[AVAILABLE DATA]:
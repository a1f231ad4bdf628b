//! Replays a recorded ICM-20948 CSV log through the orientation pipeline.
//!
//! ```sh
//! cargo run --example replay -- demos/data/stationary.csv [calibration.json] [estimator.toml]
//! ```
//!
//! The CSV holds one raw sample per row: `time` in seconds followed by the
//! accelerometer, gyroscope and magnetometer counts and the magnetometer
//! validity flag.

use std::error::Error;
use std::path::Path;

use csv::ReaderBuilder;
use serde::Deserialize;
use tracing::{info, warn};

use marg_ekf::device::{ImuDevice, RawSample, SensorScales};
use marg_ekf::{CalibrationProfile, EstimatorConfig, MountingTable, OrientationPipeline};

/// One row of a recording.
#[derive(Debug, Deserialize)]
struct Record {
    time: f64,
    ax: i16,
    ay: i16,
    az: i16,
    gx: i16,
    gy: i16,
    gz: i16,
    mx: i16,
    my: i16,
    mz: i16,
    mag_valid: u8,
}

impl From<&Record> for RawSample {
    fn from(value: &Record) -> Self {
        Self {
            accelerometer: [value.ax, value.ay, value.az],
            gyroscope: [value.gx, value.gy, value.gz],
            magnetometer: [value.mx, value.my, value.mz],
            magnetometer_valid: value.mag_valid != 0,
        }
    }
}

/// Plays back recorded samples as if they came from the sensor.
struct RecordedDevice {
    records: std::vec::IntoIter<Record>,
    time: Option<f64>,
    delta_t: f64,
}

#[derive(Debug)]
struct EndOfRecording;

impl ImuDevice<f64> for RecordedDevice {
    type Error = EndOfRecording;

    fn read_sample(&mut self) -> Result<RawSample, Self::Error> {
        let record = self.records.next().ok_or(EndOfRecording)?;
        self.delta_t = self.time.map_or(0.0, |previous| record.time - previous);
        self.time = Some(record.time);
        Ok(RawSample::from(&record))
    }

    fn scales(&self) -> SensorScales<f64> {
        SensorScales::icm20948()
    }
}

fn read_csv<P: AsRef<Path>>(path: P) -> Result<Vec<Record>, Box<dyn Error>> {
    let mut reader = ReaderBuilder::new().trim(csv::Trim::All).from_path(path)?;
    let records = reader.deserialize().collect::<Result<Vec<Record>, _>>()?;
    Ok(records)
}

fn main() -> Result<(), Box<dyn Error>> {
    tracing_subscriber::fmt()
        .with_env_filter(
            tracing_subscriber::EnvFilter::try_from_default_env()
                .unwrap_or_else(|_| "replay=info,marg_ekf=info".into()),
        )
        .init();

    let mut args = std::env::args().skip(1);
    let recording = args
        .next()
        .unwrap_or_else(|| "demos/data/stationary.csv".to_string());

    let calibration = match args.next() {
        Some(path) => CalibrationProfile::<f64>::from_path(path)?,
        None => {
            warn!("No calibration file given, using uncorrected readings");
            CalibrationProfile::identity()
        }
    };

    let config = match args.next() {
        Some(path) => EstimatorConfig::<f64>::from_toml_str(&std::fs::read_to_string(path)?)?,
        None => EstimatorConfig::default(),
    };

    let records = read_csv(&recording)?;
    info!(recording = %recording, samples = records.len(), quality = ?calibration.quality(), "Replaying");

    let mut device = RecordedDevice {
        records: records.into_iter(),
        time: None,
        delta_t: 0.0,
    };

    let mut pipeline = OrientationPipeline::new(calibration, MountingTable::ICM20948, config)
        .with_unwrap_margin(0.3);

    // The time step is only known once the sample has been read.
    while let Ok(sample) = device.read_sample() {
        let physical = sample.to_physical(&device.scales());
        let Some(report) = pipeline.process(&physical, device.delta_t) else {
            continue;
        };

        println!(
            "roll {:7.2}° ± {:5.2}  pitch {:7.2}° ± {:5.2}  yaw {:7.2}° ± {:5.2}  bias [{:6.3}, {:6.3}, {:6.3}] °/s",
            report.angles.roll_phi,
            report.angle_uncertainty.roll_phi,
            report.angles.pitch_theta,
            report.angle_uncertainty.pitch_theta,
            report.angles.yaw_psi,
            report.angle_uncertainty.yaw_psi,
            report.bias.omega_x,
            report.bias.omega_y,
            report.bias.omega_z,
        );
    }

    Ok(())
}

[PROMPT]: Report each line of the material above where the word "next" appears.

[RESPONSE]:
        let record = self.records.next().ok_or(EndOfRecording)?;
        .next()
    let calibration = match args.next() {
    let config = match args.next() {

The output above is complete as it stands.